"Podszczuci durnie, obyczajowe zdziczenie, prymitywizm" i epitety: "cham i prostak" pod adresem osoby, która w jakim by to nie było stylu, reprezentowała lwią część wędkarzy w kraju... pięknie, oto nasz forumowy głos sumienia z wielkopańską mentalnością
Zawsze po właściwej stronie barykady, tropiący wichrzycieli i upatrujący wszelkiego zła w redaktorze naczelnym znanego pisma, które od czasów swojego powstania zrobiło więcej dla nowoczesnego wędkarstwa niż jedynie słuszne pzw i to w czasach gdy wędkarski internet praktycznie jeszcze nie istniał. Jeśli te prawie 3000 wpisów było w podobnym tonie to faktycznie Moderatorzy jb.pl są wyjątkowo tolerancyjni.
Pogratulować zacięcia i konsekwencji pozostawania na z góry upatrzonym stanowisku. Doprawdy z takim blogerskim głosem nie da się dyskutować.
Sławek ma na jb.pl specjalne względy, ja przestałem z nim dyskutować osobowo, bo nie warto,nie dociera jak do zabetonowanego PZW, ja piszę jedynie swoje spostrzeżenia czy uwagi odnośnie tematu, tudzież nawet jego wpisu udowadniając mu, że jest takim samym wędkarzem jak my, tylko My piszemy otwarcie o tym co złe i co powinno się zmienić a on stale od ponad roku jak tutaj jestem wkoło jedzie o tym samym i po kultowym rendaczyku redagującym kolorowankę dla wędkarzy młodego pokolenia i emerytów.

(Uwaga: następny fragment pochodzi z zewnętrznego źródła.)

//! Error types for the codec crate.

use thiserror::Error;

/// Result type for codec operations.
pub type CodecResult<T> = Result<T, CodecError>;

/// Errors that can occur while encoding or decoding table documents.
#[derive(Error, Debug, Clone, PartialEq, Eq)]
pub enum CodecError {
    /// Failed to encode a table document to JSON.
    #[error("encoding failed: {message}")]
    EncodingFailed {
        /// Description of the encoding error.
        message: String,
    },

    /// Failed to decode JSON bytes.
    #[error("decoding failed: {message}")]
    DecodingFailed {
        /// Description of the decoding error.
        message: String,
    },

    /// The document is valid JSON but not a table (neither object nor array).
    #[error("invalid table document: {message}")]
    InvalidDocument {
        /// Description of the structural error.
        message: String,
    },
}

impl CodecError {
    /// Create an encoding failed error.
    pub fn encoding_failed(message: impl Into<String>) -> Self {
        Self::EncodingFailed {
            message: message.into(),
        }
    }

    /// Create a decoding failed error.
    pub fn decoding_failed(message: impl Into<String>) -> Self {
        Self::DecodingFailed {
            message: message.into(),
        }
    }

    /// Create an invalid document error.
    pub fn invalid_document(message: impl Into<String>) -> Self {
        Self::InvalidDocument {
            message: message.into(),
        }
    }
}
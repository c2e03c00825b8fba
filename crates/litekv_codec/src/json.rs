//! JSON encoding of table documents.

use crate::error::{CodecError, CodecResult};
use crate::table::TableData;

/// Encodes a table as compact JSON.
pub fn encode_table(table: &TableData) -> CodecResult<Vec<u8>> {
    serde_json::to_vec(table).map_err(|e| CodecError::encoding_failed(e.to_string()))
}

/// Decodes a table document.
///
/// An empty (or whitespace-only) document and a literal `null` decode to
/// `None`; the caller decides what an absent table means.
pub fn decode_table(bytes: &[u8]) -> CodecResult<Option<TableData>> {
    if bytes.iter().all(u8::is_ascii_whitespace) {
        return Ok(None);
    }

    let value: serde_json::Value =
        serde_json::from_slice(bytes).map_err(|e| CodecError::decoding_failed(e.to_string()))?;

    match value {
        serde_json::Value::Null => Ok(None),
        serde_json::Value::Object(_) | serde_json::Value::Array(_) => {
            // Re-parse from bytes so the mapping keeps document order.
            serde_json::from_slice(bytes)
                .map(Some)
                .map_err(|e| CodecError::decoding_failed(e.to_string()))
        }
        other => Err(CodecError::invalid_document(format!(
            "expected object or array, found {}",
            json_kind(&other)
        ))),
    }
}

fn json_kind(value: &serde_json::Value) -> &'static str {
    match value {
        serde_json::Value::Null => "null",
        serde_json::Value::Bool(_) => "boolean",
        serde_json::Value::Number(_) => "number",
        serde_json::Value::String(_) => "string",
        serde_json::Value::Array(_) => "array",
        serde_json::Value::Object(_) => "object",
    }
}
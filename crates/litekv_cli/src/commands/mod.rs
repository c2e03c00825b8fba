//! CLI command implementations.

pub mod inspect;
pub mod keygen;
pub mod migrate;
pub mod records;
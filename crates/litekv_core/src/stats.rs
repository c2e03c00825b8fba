//! Store statistics.
//!
//! Counters are atomic and can be read while operations are in progress.
//!
//! ```rust
//! use litekv_core::{KeyArgs, Store, StoreConfig};
//!
//! let mut store = Store::open_in_memory(StoreConfig::default()).unwrap();
//! store.get("main", KeyArgs::new("missing")).unwrap();
//!
//! assert_eq!(store.stats().snapshot().reads, 1);
//! ```

use serde::Serialize;
use std::sync::atomic::{AtomicU64, Ordering};

/// Operation counters for one store.
#[derive(Debug, Default)]
pub struct StoreStats {
    reads: AtomicU64,
    writes: AtomicU64,
    deletes: AtomicU64,
    /// Full table reads by `all` and `find`.
    scans: AtomicU64,
    cache_hits: AtomicU64,
    cache_misses: AtomicU64,
    clears: AtomicU64,
    cleans: AtomicU64,
    errors: AtomicU64,
}

impl StoreStats {
    /// Creates zeroed counters.
    #[must_use]
    pub fn new() -> Self {
        Self::default()
    }

    pub(crate) fn record_read(&self) {
        self.reads.fetch_add(1, Ordering::Relaxed);
    }

    pub(crate) fn record_write(&self) {
        self.writes.fetch_add(1, Ordering::Relaxed);
    }

    pub(crate) fn record_delete(&self) {
        self.deletes.fetch_add(1, Ordering::Relaxed);
    }

    pub(crate) fn record_scan(&self) {
        self.scans.fetch_add(1, Ordering::Relaxed);
    }

    pub(crate) fn record_cache_hit(&self) {
        self.cache_hits.fetch_add(1, Ordering::Relaxed);
    }

    pub(crate) fn record_cache_miss(&self) {
        self.cache_misses.fetch_add(1, Ordering::Relaxed);
    }

    pub(crate) fn record_clear(&self) {
        self.clears.fetch_add(1, Ordering::Relaxed);
    }

    pub(crate) fn record_clean(&self) {
        self.cleans.fetch_add(1, Ordering::Relaxed);
    }

    pub(crate) fn record_error(&self) {
        self.errors.fetch_add(1, Ordering::Relaxed);
    }

    /// Returns the number of `get` lookups.
    pub fn reads(&self) -> u64 {
        self.reads.load(Ordering::Relaxed)
    }

    /// Returns the number of `set` writes.
    pub fn writes(&self) -> u64 {
        self.writes.load(Ordering::Relaxed)
    }

    /// Returns the number of records deleted by `delete`.
    pub fn deletes(&self) -> u64 {
        self.deletes.load(Ordering::Relaxed)
    }

    /// Returns the number of full table reads.
    pub fn scans(&self) -> u64 {
        self.scans.load(Ordering::Relaxed)
    }

    /// Returns the number of lookups answered by the read-through cache.
    pub fn cache_hits(&self) -> u64 {
        self.cache_hits.load(Ordering::Relaxed)
    }

    /// Returns the number of lookups that fell through to storage.
    pub fn cache_misses(&self) -> u64 {
        self.cache_misses.load(Ordering::Relaxed)
    }

    /// Returns the number of tables cleared.
    pub fn clears(&self) -> u64 {
        self.clears.load(Ordering::Relaxed)
    }

    /// Returns the number of tables cleaned.
    pub fn cleans(&self) -> u64 {
        self.cleans.load(Ordering::Relaxed)
    }

    /// Returns the number of failed operations.
    pub fn errors(&self) -> u64 {
        self.errors.load(Ordering::Relaxed)
    }

    /// Returns a snapshot of all counters.
    pub fn snapshot(&self) -> StatsSnapshot {
        StatsSnapshot {
            reads: self.reads(),
            writes: self.writes(),
            deletes: self.deletes(),
            scans: self.scans(),
            cache_hits: self.cache_hits(),
            cache_misses: self.cache_misses(),
            clears: self.clears(),
            cleans: self.cleans(),
            errors: self.errors(),
        }
    }
}

/// A point-in-time copy of [`StoreStats`].
#[derive(Debug, Clone, PartialEq, Eq, Default, Serialize)]
pub struct StatsSnapshot {
    /// `get` lookups.
    pub reads: u64,
    /// `set` writes.
    pub writes: u64,
    /// Deleted records.
    pub deletes: u64,
    /// Full table reads.
    pub scans: u64,
    /// Cache hits.
    pub cache_hits: u64,
    /// Cache misses.
    pub cache_misses: u64,
    /// Tables cleared.
    pub clears: u64,
    /// Tables cleaned.
    pub cleans: u64,
    /// Failed operations.
    pub errors: u64,
}

#[cfg(test)]
mod tests {
    use super::*;

    #[test]
    fn default_stats_are_zero() {
        assert_eq!(StoreStats::new().snapshot(), StatsSnapshot::default());
    }

    #[test]
    fn snapshot() {
        let stats = StoreStats::new();
        stats.record_read();
        stats.record_read();
        stats.record_write();
        stats.record_cache_hit();
        stats.record_error();

        let snap = stats.snapshot();
        assert_eq!(snap.reads, 2);
        assert_eq!(snap.writes, 1);
        assert_eq!(snap.cache_hits, 1);
        assert_eq!(snap.errors, 1);
        assert_eq!(snap.deletes, 0);
    }

    #[test]
    fn snapshot_serializes() {
        let stats = StoreStats::new();
        stats.record_clean();
        let json = serde_json::to_value(stats.snapshot()).unwrap();
        assert_eq!(json["cleans"], 1);
    }

    #[test]
    fn concurrent_updates() {
        use std::sync::Arc;
        use std::thread;

        let stats = Arc::new(StoreStats::new());
        let handles: Vec<_> = (0..8)
            .map(|_| {
                let s = Arc::clone(&stats);
                thread::spawn(move || {
                    for _ in 0..100 {
                        s.record_read();
                    }
                })
            })
            .collect();
        for h in handles {
            h.join().unwrap();
        }
        assert_eq!(stats.reads(), 800);
    }
}
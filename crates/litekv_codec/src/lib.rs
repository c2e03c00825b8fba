//! # litekv Codec
//!
//! Record model and table documents for litekv.
//!
//! A table is stored as one JSON document, either a mapping keyed by
//! composed key or a sequence in insertion order:
//!
//! ```text
//! mapping:  {"user_1": {"type":"string","key":"user_1","value":"ada"}}
//! sequence: [{"type":"string","key":"user_1","value":"ada"}]
//! ```
//!
//! ## Usage
//!
//! ```
//! use litekv_codec::{decode_table, encode_table, DataStyle, Record, TableData};
//!
//! let mut table = TableData::empty(DataStyle::Sequence);
//! table.upsert("a", Record { key: Some("a".into()), ..Record::default() });
//!
//! let bytes = encode_table(&table).unwrap();
//! let mapping = decode_table(&bytes).unwrap().unwrap().into_style(DataStyle::Mapping);
//! assert!(mapping.get("a").is_some());
//! ```

#![deny(unsafe_code)]
#![warn(missing_docs)]

mod convert;
mod error;
mod json;
mod record;
mod table;

pub use convert::{mapping_to_sequence, sequence_to_mapping};
pub use error::{CodecError, CodecResult};
pub use json::{decode_table, encode_table};
pub use record::{is_falsy, Record, RecordType};
pub use table::{DataStyle, RecordMap, TableData};

/// Re-exported so downstream crates share one JSON value type.
pub use serde_json::Value;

Popiera rybactwo sieciowe i równa je z amatorskim wędkowaniem na wędkę -a fuj. No ale nie dziwię się nawet temu jakiego słownictwa używa, bo cóż mu pozostało? - jak prowadzi się pisemny monolog trzeba się czymś wyróżnić, zresztą nie ma takiego drugiego, o takim słownictwie jak Sławek i bez jego wpisów nie było by się z czego nawet pośmiać.